Kelley: I think a lot of people looked at quarantine and the coronavirus and everything being shut down, like how do we continue? Because there isn’t sports content content to talk about. But I think Just Women’s Sports has done a really good job of finding those interesting stories and focusing on them. The content is still out there. The stories are still out there. And like you said, slowing down a bit has allowed us to prepare for when things do ramp back up. And the fact that the growth has continued in a time where there might not be as many stories in terms of like actual sports headlines, I think that’s a testament to how successful it’s going to be even with forward.
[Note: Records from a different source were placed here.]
//! Generation request building.
//!
//! Resolves user-facing model names and size strings into what the
//! generate endpoint expects, and assembles the nested draft payload.

use rand::Rng;
use serde_json::{json, Value};

/// Application id sent with every request.
pub const AID: &str = "513695";

/// Model used when the requested one is unknown.
pub const DEFAULT_MODEL_KEY: &str = "3.0";

/// Model keys and the backend `req_key` each maps to.
const MODEL_REQ_KEYS: &[(&str, &str)] = &[
    ("4.0", "high_aes_general_v40"),
    ("3.1", "high_aes_general_v30l_art_fangzhou:general_v3.0_18b"),
    ("3.0", "high_aes_general_v30l:general_v3.0_18b"),
    ("2.1", "high_aes_general_v21_L:general_v2.1_L"),
    ("2.0p", "high_aes_general_v20_L:general_v2.0_L"),
    ("2.0", "high_aes_general_v20:general_v2.0"),
];

/// Accepted aliases for model keys.
const MODEL_ALIASES: &[(&str, &str)] = &[
    ("sdxl", "3.0"),
    ("sdxl-turbo", "3.0"),
    ("sdxl-lightning", "3.0"),
    ("v40", "4.0"),
    ("v31", "3.1"),
    ("v30", "3.0"),
    ("v21", "2.1"),
    ("v20p", "2.0p"),
    ("v20", "2.0"),
];

const DEFAULT_SIDE: u32 = 1024;

/// Backend `req_key` of a model key, if known.
pub fn model_req_key(model_key: &str) -> Option<&'static str> {
    MODEL_REQ_KEYS
        .iter()
        .find(|(key, _)| *key == model_key)
        .map(|(_, req)| *req)
}

/// Resolve a model name or alias to a known model key.
///
/// Unknown names fall back to [`DEFAULT_MODEL_KEY`].
pub fn resolve_model(name: &str) -> &'static str {
    let name = name.trim();
    let lowered = name.to_lowercase();
    let key = MODEL_ALIASES
        .iter()
        .find(|(alias, _)| *alias == lowered)
        .map(|(_, key)| *key)
        .unwrap_or(name);

    match MODEL_REQ_KEYS.iter().find(|(k, _)| *k == key) {
        Some(&(k, _)) => k,
        None => {
            tracing::warn!(model = %name, fallback = DEFAULT_MODEL_KEY, "Unknown model, using fallback");
            DEFAULT_MODEL_KEY
        }
    }
}

/// Output dimensions derived from a size string.
#[derive(Debug, Clone, PartialEq, Eq)]
pub struct Dimensions {
    pub width: u32,
    pub height: u32,
    /// Reduced aspect ratio, e.g. `"16:9"`.
    pub ratio: String,
    /// `"1k"`, `"2k"` or `"4k"` depending on the longest side.
    pub resolution: &'static str,
}

/// Parse a size such as `1024x768`, `1024*768`, `1024×768` or `16:9`.
///
/// Unparseable input falls back to 1024×1024.
pub fn resolve_dimensions(size: &str) -> Dimensions {
    let cleaned = size.trim().to_lowercase().replace(['*', '×'], "x");
    let separator = if cleaned.contains(':') { ':' } else { 'x' };
    let mut parts = cleaned.split(separator);
    let parsed = match (parts.next(), parts.next()) {
        (Some(w), Some(h)) => w.trim().parse::<u32>().ok().zip(h.trim().parse::<u32>().ok()),
        _ => None,
    };
    let (width, height) = parsed.unwrap_or((DEFAULT_SIDE, DEFAULT_SIDE));

    let divisor = gcd(width, height).max(1);
    let ratio = format!("{}:{}", width / divisor, height / divisor);
    let max_side = width.max(height);
    let resolution = if max_side <= 1664 {
        "1k"
    } else if max_side <= 2688 {
        "2k"
    } else {
        "4k"
    };

    Dimensions {
        width,
        height,
        ratio,
        resolution,
    }
}

fn gcd(a: u32, b: u32) -> u32 {
    if b == 0 {
        a
    } else {
        gcd(b, a % b)
    }
}

/// Leading component of a ratio string, as the API's `image_ratio` field.
fn ratio_value(ratio: &str) -> u32 {
    ratio
        .split(':')
        .next()
        .and_then(|first| first.parse().ok())
        .unwrap_or(1)
}

fn new_id() -> String {
    uuid::Uuid::new_v4().to_string()
}

/// Body and `babi_param` query value of a generate request.
#[derive(Debug, Clone)]
pub struct GenerationPayload {
    pub body: Value,
    pub babi_param: Value,
}

/// Assemble the generate request for `prompt`.
///
/// `batch` is clamped to 1..=4.
pub fn build_generation_payload(
    prompt: &str,
    model_key: &str,
    dims: &Dimensions,
    batch: u8,
    now_ms: i64,
) -> GenerationPayload {
    let batch = batch.clamp(1, 4);
    let req_key = model_req_key(model_key)
        .or_else(|| model_req_key(DEFAULT_MODEL_KEY))
        .unwrap_or_default();
    let seed: u32 = rand::rng().random_range(1..=999_999_999);
    let component_id = new_id();

    let metrics_extra = json!({
        "templateId": "",
        "generateCount": batch,
        "promptSource": "custom",
        "templateSource": "",
        "lastRequestId": "",
        "originRequestId": "",
        "originSubmitId": "",
        "isDefaultSeed": 1,
        "originTemplateId": "",
        "imageNameMapping": {},
        "isUseAiGenPrompt": false,
        "batchNumber": batch,
    });

    let core_param = json!({
        "type": "",
        "id": new_id(),
        "model": req_key,
        "prompt": prompt,
        "negative_prompt": "",
        "seed": seed,
        "sample_strength": 0.5,
        "image_ratio": ratio_value(&dims.ratio),
        "generate_count": batch,
        "num_images": batch,
        "large_image_info": {
            "type": "",
            "id": new_id(),
            "height": dims.height,
            "width": dims.width,
            "resolution_type": dims.resolution,
        },
    });

    let draft_content = json!({
        "type": "draft",
        "id": new_id(),
        "min_version": "3.0.2",
        "min_features": [],
        "is_from_tsn": true,
        "version": "3.2.8",
        "main_component_id": component_id,
        "component_list": [{
            "type": "image_base_component",
            "id": component_id,
            "min_version": "3.0.2",
            "aigc_mode": "workbench",
            "metadata": {
                "type": "",
                "id": new_id(),
                "created_platform": 3,
                "created_platform_version": "",
                "created_time_in_ms": now_ms.to_string(),
                "created_did": "",
            },
            "generate_type": "generate",
            "abilities": {
                "type": "",
                "id": new_id(),
                "generate": {
                    "type": "",
                    "id": new_id(),
                    "core_param": core_param,
                    "history_option": {"type": "", "id": new_id()},
                },
            },
        }],
    });

    let body = json!({
        "extend": {"root_model": req_key, "template_id": ""},
        "submit_id": new_id(),
        "metrics_extra": metrics_extra.to_string(),
        "draft_content": draft_content.to_string(),
        "http_common_info": {"aid": AID},
    });

    let babi_param = json!({
        "scenario": "image_video_generation",
        "feature_key": "aigc_to_image",
        "feature_entrance": "to_image",
        "feature_entrance_detail": "to_image",
    });

    GenerationPayload { body, babi_param }
}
Annie: What was your inspiration?
Haley: For me, and it feels lame even talking about my soccer career with Kelley on the line, (Kelley chimes in `stop’) but it really was my experience in soccer. At Stanford they had to build a bigger stadium when I was there to accommodate all the fans which was really cool. And then, I was in D.C., I was in the U.K., I was in Seattle. Everywhere I went we were selling out stadiums, attendance was up, viewership was up. New brands were coming on board. There was so much momentum in this space. Then I had hang it up with injuries, went back to the Bay Area, was working in tech, and it was the first time — I’d always heard about this 4 percent, the lack of women’s sports coverage — it was the first time I felt it, and I felt how much of a bummer that was because I had been a part of this world my whole life. I knew these women. I loved the sport. I wanted to follow along. And there just really was no way to do that, besides following people on Instagram and seeing like `Game Day! So Pumped! Great team win!’ or whatever it was. That didn’t make sense to me. I just knew there was so much positivity in that space, and that people want this. It’s time to really invest in the women’s sports space.
Annie: Kelley, did you ever envision that your career would include podcaster?
Kelley: No, not really. It’s interesting, I’m the type of person who would rather sit down and read an autobiography or an interview in a magazine, something that tells us a person’s story and journey. I love learning about people’s lives. So I think that’s why I was so drawn to the opportunity, because I really enjoy hearing those stories.
And yes, as athletes, we tell our stories, but to be able to sit down and just have a conversation with somebody is so different than like having it through a lens of like, a company or sponsor telling your story.
I’ve come to realize through my career, I feel the last couple years I’ve come to know how important visibility is. And I don’t think that we have enough visibility for women’s sports. Like, you look at ESPN and they’ll cover — and I’m not knocking ESPN, I watch it — but they’ll show like, a horseshoe ring toss or whatever, as opposed to putting women’s sports on. They’ll talk about the most obscure storyline in the NFL, instead of dedicating 15 minutes a day to covering all the women’s content or other women’s headlines. For me, it’s frustrating. And I appreciate the fact that Haley was like, You know what? I’m going to to do it.